After their schedule and structure for the first two weeks are complete, you are ready for the new employee to start!

Stage 4 – Continue Employee Retention with Recognition and Encouragement

How to motivate and encourage employees for better retention long-term.

All employees want to feel like their work matters, and they are making a positive impact. So, make sure to take the time and recognize those good behaviors, starting with their first day.

  • Tell them how happy you are to have them on the team. 
  • Point out that their positive attitude or personality is contagious and a great example within the team.
  • Make them feel welcome by including them in lunches or small chats around the office.
  • Let them know that you see their potential at the facility and the efforts they have made up until that point.
  • Ensure they know three people they can come to with concerns or questions. (i.e., a trusted co-worker, a manager, and the HR manager)
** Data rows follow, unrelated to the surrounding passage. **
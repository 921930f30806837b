use super::composition::CompositionError;
use crate::core::chem::data;
use serde::Serialize;
use std::fmt;
use std::str::FromStr;

/// An immutable chemical element symbol (e.g. "Na").
///
/// Construction validates the symbol against the embedded element table, so
/// every `Element` in the system is guaranteed to have reference data
/// (electronegativity) available. Ordering is lexicographic by symbol, which
/// is what the canonical composition key and subsystem enumeration rely on.
#[derive(Debug, Clone, PartialEq, Eq, Hash, PartialOrd, Ord, Serialize)]
#[serde(transparent)]
pub struct Element(String);

impl Element {
    pub fn new(symbol: &str) -> Result<Self, CompositionError> {
        let symbol = symbol.trim();
        if data::is_known_element(symbol) {
            Ok(Self(symbol.to_string()))
        } else {
            Err(CompositionError::UnknownElement(symbol.to_string()))
        }
    }

    pub fn symbol(&self) -> &str {
        &self.0
    }

    /// Electronegativity lookup cannot fail for a constructed `Element`.
    pub fn electronegativity(&self) -> f64 {
        data::electronegativity(&self.0).unwrap_or(f64::MAX)
    }
}

impl fmt::Display for Element {
    fn fmt(&self, f: &mut fmt::Formatter<'_>) -> fmt::Result {
        f.write_str(&self.0)
    }
}

impl FromStr for Element {
    type Err = CompositionError;

    fn from_str(s: &str) -> Result<Self, Self::Err> {
        Self::new(s)
    }
}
These moments of praise and encouragement help make new or existing employees feel like management cares about them, and they belong here. It means a lot to have your superior cheering you on, especially during those first two weeks of employment.

Stage 5 – Maintain Retention Plans Long-Term

How to ask the right questions and support an employee retention plan for your team and treatment center.

A great way to maintain employee retention is by checking in with employees often. You can build a quick check-in survey or list of questions to ask your new hire in the first two weeks and beyond.

During a one-on-one meeting, ask them:

  • What went well this week?
  • What didn’t go well?
  • Were you missing information or instructions for anything?
  • How do you feel about the workload?
  • How far along are you on (orientation, training, meeting with team members, etc.)
  • Do you have any questions for me?

Use this time to gain honest feedback and build trust between you and your new employee. They will feel happy that you care and help you iron out any kinks in their work structure or duties.

When using these five employee retention stages, you’d be surprised how sustainable and successful your employee retention plan will become. This process will help you address employee concerns, create a supportive workplace, and grow current employee development. Furthermore, your treatment center will thrive with employees that love their work and happy patients getting the best care possible.